El amanecer se asomó sobre el pueblo, proyectando una luz sombría sobre las secuelas de la marea de lobos. La nieve, antes prístina y blanca, ahora estaba teñida de un oscuro tono carmesí.

El aire estaba cargado con el olor a sangre. Las murallas, antes resistentes, ahora mostraban las marcas del implacable asalto de las bestias. Las piedras se habían agrietado y astillado, manchadas con los restos de la feroz lucha.

Cientos de cadáveres de bestias yacían más allá de las murallas. Entre ellos, incluso se podían ver los cuerpos fríos y sin vida de docenas de mercenarios y Magos.

La misma escena se podía observar dentro de las murallas de la ciudad. Una gran cantidad de lobos había logrado atravesar la línea de defensa, resultando en la masacre de muchos residentes indefensos.

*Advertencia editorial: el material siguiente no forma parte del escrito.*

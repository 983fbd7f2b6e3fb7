//! Plain-text rendering of the visible page for the shell.

use wizard_core::{PageRule, RenderedForm, ValidationPolicy};
use wizard_domain::{AnswerWidget, Page, Question, QuestionType, WidgetKind};

use crate::generator::layout::question_widgets;

/// Lines describing `page` and the current state of its widgets.
pub fn page_lines(page: &Page, form: &RenderedForm, last_page: bool) -> Vec<String> {
    let mut lines = Vec::new();
    if let Some(description) = &page.description {
        lines.extend(
            description
                .split("\n\n")
                .map(str::trim)
                .filter(|paragraph| !paragraph.is_empty())
                .map(str::to_string),
        );
    }

    for question in &page.questions {
        question_lines(&mut lines, question, page.page_number, form);
    }

    let control = if last_page { "Submit" } else { "Next" };
    let state = if form.next_enabled(page.page_number) {
        "enabled"
    } else {
        "disabled"
    };
    lines.push(format!("[{control}: {state}]"));
    lines
}

fn question_lines(lines: &mut Vec<String>, question: &Question, page: u32, form: &RenderedForm) {
    let marker = if question.required { " *" } else { "" };
    let expected = question_widgets(question, page);

    match &question.kind {
        QuestionType::Text => {
            let value = expected
                .first()
                .and_then(|widget| current(form, widget))
                .map(|widget| widget.value.as_str())
                .filter(|value| !value.is_empty())
                .unwrap_or("(empty)");
            let key = expected.first().and_then(AnswerWidget::key).unwrap_or_default();
            lines.push(format!("{}{marker} [{key}]: {value}", question.title.trim()));
        }
        QuestionType::Checkbox => {
            lines.push(format!("{}{marker}", question.title.trim()));
            for widget in &expected {
                let checked = current(form, widget).map(|w| w.checked).unwrap_or(false);
                lines.push(format!(
                    "  [{}] {}  {}",
                    if checked { "x" } else { " " },
                    widget.key().unwrap_or_default(),
                    widget.value
                ));
            }
        }
        QuestionType::Radio | QuestionType::Scale => {
            let name = expected.first().and_then(AnswerWidget::key).unwrap_or_default();
            lines.push(format!("{}{marker} (choose {name})", question.title.trim()));
            if let Some(scale) = &question.scale {
                if let (Some(lower), Some(upper)) = (&scale.lower_label, &scale.upper_label) {
                    lines.push(format!(
                        "  {} = {lower}, {} = {upper}",
                        scale.lower_bound, scale.upper_bound
                    ));
                }
            }
            for widget in &expected {
                let state = current(form, widget);
                let checked = state.map(|w| w.checked).unwrap_or(false);
                let mark = if checked { "(*)" } else { "( )" };
                if widget.is_other_option() {
                    let text = state
                        .and_then(|w| w.other_text.as_deref())
                        .unwrap_or_default();
                    lines.push(format!("  {mark} other: {text}"));
                } else {
                    lines.push(format!("  {mark} {}", widget.value));
                }
            }
        }
        QuestionType::SectionHeader => {
            lines.push(format!("## {}", question.title.trim()));
            if let Some(description) = &question.description {
                lines.push(description.trim().to_string());
            }
        }
        QuestionType::Image => lines.push(format!("[image: {}]", question.title.trim())),
        QuestionType::Unsupported(kind) => {
            lines.push(format!("[{} not supported: {}]", kind, question.title.trim()))
        }
    }
}

/// Live state of the rendered widget matching `expected`.
fn current<'a>(form: &'a RenderedForm, expected: &AnswerWidget) -> Option<&'a AnswerWidget> {
    match expected.kind {
        WidgetKind::Text | WidgetKind::Checkbox => expected
            .id
            .as_deref()
            .and_then(|id| form.find_by_id(id)),
        WidgetKind::Radio => form.widgets().iter().find(|widget| {
            widget.kind == WidgetKind::Radio
                && widget.name == expected.name
                && widget.value == expected.value
        }),
    }
}

/// Why the current page cannot be left yet.
pub fn blocked_reason(policy: &ValidationPolicy, page: u32) -> String {
    match policy.rule_for(page) {
        PageRule::Consent => format!(
            "Please accept the privacy policy (`check {}`) to continue.",
            policy.consent_field()
        ),
        PageRule::Selection => "Please select a system on this page to continue.".to_string(),
        PageRule::Optional => "This page cannot be left yet.".to_string(),
    }
}

#[cfg(test)]
mod tests {
    use super::*;
    use crate::generator::build_rendered_form;
    use insta::assert_snapshot;
    use wizard_core::WidgetEdit;
    use wizard_domain::{FormDocument, ScaleSpec};

    #[test]
    fn page_lines_show_widget_state() {
        let document = FormDocument::new("Study").with_page(
            Page::new(1, "Welcome")
                .with_description("Thanks for joining.\n\nIt takes ten minutes.")
                .with_question(
                    Question::new("2138434720", "Privacy policy", QuestionType::Checkbox)
                        .with_options(["I agree"])
                        .required(),
                )
                .with_question(Question::new("4", "Name", QuestionType::Text))
                .with_question(
                    Question::new("5", "Role", QuestionType::Radio)
                        .with_options(["Student"])
                        .with_other(),
                )
                .with_question(
                    Question::new("6", "Ease", QuestionType::Scale)
                        .with_scale(ScaleSpec::new(1, 3).with_labels("Hard", "Easy")),
                ),
        );
        let mut form = build_rendered_form(&document, &ValidationPolicy::default());
        form.apply_edit(&WidgetEdit::Select {
            name: "q_5".into(),
            value: "other".into(),
        });
        form.apply_edit(&WidgetEdit::OtherText {
            name: "q_5".into(),
            text: "Designer".into(),
        });

        let lines = page_lines(&document.pages[0], &form, false);

        assert_snapshot!(lines.join("\n"), @r###"
        Thanks for joining.
        It takes ten minutes.
        Privacy policy *
          [ ] q_2138434720  I agree
        Name [q_4]: (empty)
        Role (choose q_5)
          ( ) Student
          (*) other: Designer
        Ease (choose q_6)
          1 = Hard, 3 = Easy
          ( ) 1
          ( ) 2
          ( ) 3
        [Next: disabled]
        "###);
    }
}
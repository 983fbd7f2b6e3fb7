use std::{
    fs::{self, File},
    io::Write,
    path::{Path, PathBuf},
};

use crate::{Config, ConfigError};

const TMP_SUFFIX: &str = "tmp";

/// Handles persistence of [`Config`].
#[derive(Debug, Clone)]
pub struct ConfigManager {
    config_path: PathBuf,
}

impl ConfigManager {
    pub fn new(config_path: PathBuf) -> Self {
        Self { config_path }
    }

    pub fn with_base_dir(base: PathBuf) -> Result<Self, ConfigError> {
        let config_dir = base.join("config");
        fs::create_dir_all(&config_dir)?;
        Ok(Self::new(config_dir.join("config.json")))
    }

    pub fn config_path(&self) -> &Path {
        &self.config_path
    }

    /// Returns the defaults when no file exists yet.
    pub fn load(&self) -> Result<Config, ConfigError> {
        if !self.config_path.exists() {
            return Ok(Config::default());
        }
        let data = fs::read_to_string(&self.config_path)?;
        let config: Config =
            serde_json::from_str(&data).map_err(|err| ConfigError::Serde(err.to_string()))?;
        validate(&config)?;
        Ok(config)
    }

    pub fn save(&self, config: &Config) -> Result<(), ConfigError> {
        validate(config)?;
        if let Some(parent) = self.config_path.parent() {
            fs::create_dir_all(parent)?;
        }
        let json = serde_json::to_string_pretty(config)
            .map_err(|err| ConfigError::Serde(err.to_string()))?;
        let tmp = tmp_path(&self.config_path);
        write_atomic(&tmp, &json)?;
        fs::rename(&tmp, &self.config_path)?;
        Ok(())
    }
}

fn validate(config: &Config) -> Result<(), ConfigError> {
    let consent = &config.validation.consent_field;
    if !consent.starts_with("q_") {
        return Err(ConfigError::Invalid(format!(
            "consent field `{consent}` must start with `q_`"
        )));
    }
    if config.validation.evaluation_pages.contains(&1) {
        return Err(ConfigError::Invalid(
            "page 1 is the consent page and cannot be an evaluation page".into(),
        ));
    }
    Ok(())
}

fn tmp_path(path: &Path) -> PathBuf {
    let mut tmp = path.to_path_buf();
    let ext = match path.extension().and_then(|ext| ext.to_str()) {
        Some(existing) => format!("{}.{}", existing, TMP_SUFFIX),
        None => TMP_SUFFIX.to_string(),
    };
    tmp.set_extension(ext);
    tmp
}

fn write_atomic(path: &Path, data: &str) -> Result<(), ConfigError> {
    if let Some(parent) = path.parent() {
        fs::create_dir_all(parent)?;
    }
    let mut file = File::create(path)?;
    file.write_all(data.as_bytes())?;
    file.flush()?;
    Ok(())
}
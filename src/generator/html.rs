//! Static markup for the browser wizard.

use std::fmt::Write as _;

use tracing::warn;
use wizard_core::ValidationPolicy;
use wizard_domain::{
    option_key, question_key, FormDocument, Page, Question, QuestionType, OTHER_VALUE,
};

use super::layout::{offers_other, regular_options};

pub const STYLESHEET: &str = "forms_styles.css";
pub const SCRIPT: &str = "forms_script.js";
pub const IMAGE_SOURCE: &str = "park.jpg";

/// Output of a generation run.
#[derive(Debug, Clone, PartialEq, Eq)]
pub struct GeneratedMarkup {
    pub html: String,
    pub pages: usize,
    pub questions: usize,
    /// Ids of questions whose type has no markup.
    pub skipped: Vec<String>,
}

pub fn render_document(document: &FormDocument, policy: &ValidationPolicy) -> GeneratedMarkup {
    let title = escape(&document.title);
    let mut html = String::new();
    let mut skipped = Vec::new();

    let _ = write!(
        html,
        r#"<!DOCTYPE html>
<html lang="en">
<head>
    <meta charset="UTF-8">
    <meta name="viewport" content="width=device-width, initial-scale=1.0">
    <title>{title}</title>
    <link rel="stylesheet" href="{STYLESHEET}">
</head>
<body>
    <div class="container">
        <header>
            <h1>{title}</h1>
        </header>

        <div class="progress-bar">
            <div class="progress" id="progress"></div>
        </div>
"#
    );

    let last = document.pages.len().saturating_sub(1);
    for (index, page) in document.pages.iter().enumerate() {
        render_page(
            &mut html,
            document,
            page,
            index == 0,
            index == last,
            policy,
            &mut skipped,
        );
    }

    let _ = write!(
        html,
        r#"
    </div>
    <script src="{SCRIPT}"></script>
</body>
</html>
"#
    );

    GeneratedMarkup {
        html,
        pages: document.pages.len(),
        questions: document.question_count(),
        skipped,
    }
}

fn render_page(
    html: &mut String,
    document: &FormDocument,
    page: &Page,
    first: bool,
    last: bool,
    policy: &ValidationPolicy,
    skipped: &mut Vec<String>,
) {
    let number = page.page_number;
    let _ = write!(
        html,
        r#"
        <!-- Page {number}: {comment} -->
        <div class="page{hidden}" id="page{number}">
            <div class="content">"#,
        comment = escape(&page.title.replace("--", "- -")),
        hidden = if first { "" } else { " hidden" },
    );

    if !first && !page.title.is_empty() && page.title != format!("Page {number}") {
        let _ = write!(html, "<h2>{}</h2>", escape(&page.title));
    }
    if let Some(description) = &page.description {
        push_paragraphs(html, description);
    }
    if first {
        if let Some(description) = &document.description {
            push_paragraphs(html, description);
        }
    }

    for question in &page.questions {
        if !render_question(html, question) {
            warn!(
                question = %question.id,
                kind = %question.kind,
                "question has no markup; skipped"
            );
            skipped.push(question.id.clone());
        }
    }

    let _ = write!(
        html,
        r#"
            </div>
            <div class="button-container{single}">"#,
        single = if first { " single-button" } else { "" },
    );
    if !first {
        html.push_str(r#"<button class="back-btn" onclick="prevPage()">Back</button>"#);
    }

    let disabled = if policy.needs_validation(number) {
        "disabled"
    } else {
        ""
    };
    if last {
        let _ = write!(
            html,
            r#"
                <div>
                    <button class="next-btn" id="nextBtn{number}" {disabled} onclick="submitForm()">Submit Study</button>
                    <button class="reset-btn" onclick="resetStudy()">Reset Study</button>
                </div>"#
        );
    } else {
        let _ = write!(
            html,
            r#"<button class="next-btn" id="nextBtn{number}" {disabled} onclick="nextPage()">Next</button>"#
        );
    }

    html.push_str(
        r#"
            </div>
        </div>"#,
    );
}

/// Appends the question's markup. Returns `false` when the type has none.
fn render_question(html: &mut String, question: &Question) -> bool {
    let key = question_key(&question.id);
    let title = escape(&question.title);
    let description = question
        .description
        .as_deref()
        .map(|text| format!(r#"<p class="question-description">{}</p>"#, escape(text)))
        .unwrap_or_default();
    let required = if question.required { "required" } else { "" };

    match &question.kind {
        QuestionType::Checkbox => {
            let _ = write!(
                html,
                r#"
                <div class="form-group">
                    <label>{title}</label>
                    {description}
                    <div class="checkbox-group">"#
            );
            let options = regular_options(question);
            let single = options.len() == 1;
            for (index, option) in options.iter().enumerate() {
                let id = if single {
                    key.clone()
                } else {
                    option_key(&question.id, index)
                };
                let value = escape(&option.value);
                let _ = write!(
                    html,
                    r#"
                        <label class="checkbox-container">
                            <input type="checkbox" id="{id}" name="{key}" value="{value}">
                            <span class="checkmark"></span>
                            {value}
                        </label>"#
                );
            }
            close_group(html);
        }
        QuestionType::Radio => {
            let _ = write!(
                html,
                r#"
                <div class="form-group">
                    <label>{title}</label>
                    {description}
                    <div class="radio-group">"#
            );
            for option in regular_options(question) {
                let value = escape(&option.value);
                let _ = write!(
                    html,
                    r#"
                        <label class="radio-container">
                            <input type="radio" name="{key}" value="{value}" {required}>
                            <span class="radio-checkmark"></span>
                            {value}
                        </label>"#
                );
            }
            if offers_other(question) {
                let _ = write!(
                    html,
                    r#"
                        <label class="radio-container">
                            <input type="radio" name="{key}" value="{OTHER_VALUE}">
                            <span class="radio-checkmark"></span>
                            Other: <input type="text" class="other-input" placeholder="Please specify">
                        </label>"#
                );
            }
            close_group(html);
        }
        QuestionType::Text => {
            let _ = write!(
                html,
                r#"
                <div class="form-group">
                    <label for="{key}">{title}</label>
                    {description}
                    <input type="text" id="{key}" {required} placeholder="{title}">
                </div>"#
            );
        }
        QuestionType::Scale => {
            let Some(scale) = &question.scale else {
                return false;
            };
            let lower = escape(scale.lower_label.as_deref().unwrap_or_default());
            let upper = escape(scale.upper_label.as_deref().unwrap_or_default());
            let _ = write!(
                html,
                r#"
                <div class="form-group">
                    <label>{title}</label>
                    {description}
                    <div class="likert-scale">
                        <div class="scale-labels">
                            <span>{lower}</span>
                            <span>{upper}</span>
                        </div>
                        <div class="scale-options">"#
            );
            for value in scale.values() {
                let _ = write!(
                    html,
                    r#"
                            <label class="scale-option">
                                <input type="radio" name="{key}" value="{value}" {required}>
                                <span class="scale-number">{value}</span>
                            </label>"#
                );
            }
            html.push_str(
                r#"
                        </div>
                    </div>
                </div>"#,
            );
        }
        QuestionType::SectionHeader => {
            let body = question
                .description
                .as_deref()
                .map(|text| format!("<p>{}</p>", escape(text)))
                .unwrap_or_default();
            let _ = write!(
                html,
                r#"
                <div class="section-header">
                    <h3>{title}</h3>
                    {body}
                </div>"#
            );
        }
        QuestionType::Image => {
            let width = question
                .image
                .as_ref()
                .and_then(|image| image.width)
                .map(|width| format!("{width}px"))
                .unwrap_or_else(|| "auto".into());
            let _ = write!(
                html,
                r#"
                <div class="form-group">
                    <div class="image-placeholder">
                        <p><strong>{title}</strong></p>
                        <div class="image-container">
                            <img src="{IMAGE_SOURCE}" alt="{title}" style="width: {width}; max-width: 100%; height: auto;">
                        </div>
                    </div>
                </div>"#
            );
        }
        QuestionType::Unsupported(_) => return false,
    }
    true
}

fn close_group(html: &mut String) {
    html.push_str(
        r#"
                    </div>
                </div>"#,
    );
}

/// Blank-line separated paragraphs; empty ones are dropped.
fn push_paragraphs(html: &mut String, text: &str) {
    html.push_str(r#"<div class="description">"#);
    for paragraph in text.split("\n\n").map(str::trim).filter(|p| !p.is_empty()) {
        let _ = write!(html, "<p>{}</p>", escape(paragraph));
    }
    html.push_str("</div>");
}

pub fn escape(text: &str) -> String {
    let mut escaped = String::with_capacity(text.len());
    for ch in text.chars() {
        match ch {
            '&' => escaped.push_str("&amp;"),
            '<' => escaped.push_str("&lt;"),
            '>' => escaped.push_str("&gt;"),
            '"' => escaped.push_str("&quot;"),
            '\'' => escaped.push_str("&#39;"),
            _ => escaped.push(ch),
        }
    }
    escaped
}

#[cfg(test)]
mod tests {
    use super::*;

    #[test]
    fn escape_covers_markup_characters() {
        assert_eq!(
            escape(r#"<b>"Tom" & 'Jerry'</b>"#),
            "&lt;b&gt;&quot;Tom&quot; &amp; &#39;Jerry&#39;&lt;/b&gt;"
        );
    }

    #[test]
    fn paragraphs_split_on_blank_lines() {
        let mut html = String::new();
        push_paragraphs(&mut html, "First\n\n  \n\nSecond");
        assert_eq!(html, r#"<div class="description"><p>First</p><p>Second</p></div>"#);
    }
}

Esta vez, las bajas fueron astronómicas.

Los Magos descansaban sobre la muralla del pueblo, completamente agotados por el ataque que habían soportado toda la noche. Arte, Aiden y Eleiney estaban entre ellos, acurrucados juntos en silencio.

Esta fue la primera batalla real en la que habían participado. Y fue muy intensa, por decir lo mínimo.

En varias ocasiones, habían estado cerca de morir en las fauces de los lobos frenéticos, pero gracias a los vastamente experimentados Kenley y Wagner, habían logrado salir con vida.

Solo pensar en las veces que casi habían muerto, hacía que los niños no pudieran evitar estremecerse involuntariamente.

Kenley, que estaba cubierto de sangre y suciedad, caminó hacia ellos y los reconfortó:

—No estén tan abatidos, chicos. Están vivos, ¿no? Eso es más que suficiente razón para estar felices.

Wagner se acercó y palmeó los hombros de Aiden y Arte.

—Vengan, vamos a desayunar. La comida después de batallar toda la noche sabe diferente.

Hizo una pausa antes de bromear:

—Si fueran un poco mayores, les ofrecería algo de cerveza. Pero probablemente debería abstenerme de hacer eso ya que su mentora se enfadaría mucho.

Aiden miró al joven rubio y habló con los labios apretados:

—Él probablemente empezó a beber a una edad incluso menor que la nuestra.

—S-Sí! —tartamudeó Arte—. Probaré algo de cerveza.

Hizo una pausa antes de añadir suavemente:

—Pero… no le puedes decir a la Profesora, ¿de acuerdo?

—¡Jajaja! —Wagner estalló en carcajadas—. Es un trato.

Puso sus brazos alrededor de Aiden y Arte, y los guió por las escaleras.

—Síganme, chicos. ¡Conozco el lugar perfecto!

Mientras tanto, Kenley se acercó a Eleiney y preguntó con una risita:

—¿No vas a unirte a ellos?

Eleiney salió de su aturdimiento y negó con la cabeza. Miró los cadáveres esparcidos por las calles de Stratford, con lágrimas en los ojos.

—¿Esto es… normal?

Luego miró a Kenley y añadió:

—Lo que quiero decir es… ¿tantas bajas son consistentes con las otras mareas de bestias que han ocurrido en el pasado?

La expresión de Kenley se volvió solemne mientras contemplaba la sangre que fluía por las calles empedradas.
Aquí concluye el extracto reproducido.